Security expert Jon Sawyer (@TeamAndIRC), CTO of Applied Cybersecurity, at the recent DEF CON hacker conference demonstrated that Blackphone is vulnerable, they have rooted the super smartphone in just 5 minutes.  The security researcher took 5 minutes to root the device without unlocking the device’ bootloader.

The principal problem is that the researcher didn’t know to have tested a phone with old firmware and that the designers of Blackphone had already patched one of the vulnerabilities and pushed out the update.


Blackphone 1

Blackphone is based on a customized version of Android dubbed PrivatOS which comes with pre-installed privacy-enabled applications. The Blackphone was criticized by some security experts which consider the mobile phone only a container of privacy tools, that anyway runs on Android OS.

BlackBerry dubbed the devices of its competitor as “Consumer-Grade Privacy That’s Inadequate for Businesses.

@TeamAndIRC described three ways to hack the Blackphone:

  • USB debugging/dev menu removed, open via targeted intent
  • remote wipe app runs as system, and is debuggable, attach debugger get free system shell
  • system user to root, many available

blackphone hacked 11082014

Later the researcher noticed later that the first of the above hacks was conducted on an unpatched version of Android, meanwhile the second attack required user interaction.
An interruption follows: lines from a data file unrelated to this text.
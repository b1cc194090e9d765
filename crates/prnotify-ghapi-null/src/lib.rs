//! Null driver for GH API.

#![warn(missing_docs)]
#![warn(clippy::all)]

use async_trait::async_trait;
use prnotify_ghapi_interface::{types::GhIssueComment, ApiService, Result};

/// Null API service.
#[derive(Clone, Default)]
pub struct NullApiService {
    _private: (),
}

impl NullApiService {
    /// Build a null API service.
    pub fn new() -> Self {
        Self { _private: () }
    }
}

#[async_trait]
impl ApiService for NullApiService {
    #[tracing::instrument(skip(self), ret)]
    async fn comments_list(
        &self,
        owner: &str,
        name: &str,
        issue_number: u64,
        per_page: u8,
    ) -> Result<Vec<GhIssueComment>> {
        Ok(vec![])
    }

    #[tracing::instrument(skip(self), ret)]
    async fn comments_post(
        &self,
        owner: &str,
        name: &str,
        issue_number: u64,
        body: &str,
    ) -> Result<u64> {
        Ok(0)
    }
}
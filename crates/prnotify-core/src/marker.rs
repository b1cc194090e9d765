//! Marker comment left on pull requests once they were announced.

use prnotify_config::Config;

/// Body of the marker comment for the configured channel.
///
/// Comments are compared byte for byte against this text, so its format must
/// stay stable across releases.
pub fn notification_marker(config: &Config) -> String {
    format!(
        "Notification was sent to the #{} Slack channel.",
        config.slack.channel
    )
}

#[cfg(test)]
mod tests {
    use pretty_assertions::assert_eq;

    use super::*;

    #[test]
    fn marker_uses_channel_verbatim() {
        let mut config = Config::from_env_no_version().unwrap();
        config.slack.channel = "general".into();
        assert_eq!(
            notification_marker(&config),
            "Notification was sent to the #general Slack channel."
        );

        config.slack.channel = "dev-team_2".into();
        assert_eq!(
            notification_marker(&config),
            "Notification was sent to the #dev-team_2 Slack channel."
        );
    }

    #[test]
    fn marker_is_deterministic() {
        let mut config = Config::from_env_no_version().unwrap();
        config.slack.channel = "general".into();
        let other = config.clone();

        assert_eq!(notification_marker(&config), notification_marker(&other));
    }
}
Resuming, one of the flaws has been already patched and the other is only exploitable with direct user consent, for this reason there is no imminent danger to Blackphone users.
Regarding the third issue, Sawyer said that he will privately disclose it to SGP Technologies Team, and he remarked that “it is hard to reach and trigger, requiring priv(ilege) escalation to even attempt, and of little value.”
Anyway a bad actor needs to have physical access to the Blackphone.

Dan Ford, chief security officer at SGP Technologies, explained that the debugging attack is not a vulnerability as the Android Debugging Bridge is a part of Android itself.

We turned ADB off because it causes a software bug and potentially impacts the user experience, a patch is forthcoming,” “I would like to thank him for not blowing the issue out of proportion and going back to the twittersphere for a little more transparency by explaining that direct user interaction is required and that we had already patched one of the vulnerabilities through the OTA update.” Ford says in a blog post.

It’s my opinion that the perfect software doesn’t exist, bugs are everywhere, let’s think to the recent flaw in Tor and in Tails like distribution, I have appreciated how Blackphone team managed the news and promptly identified and fixed the alleged flaws.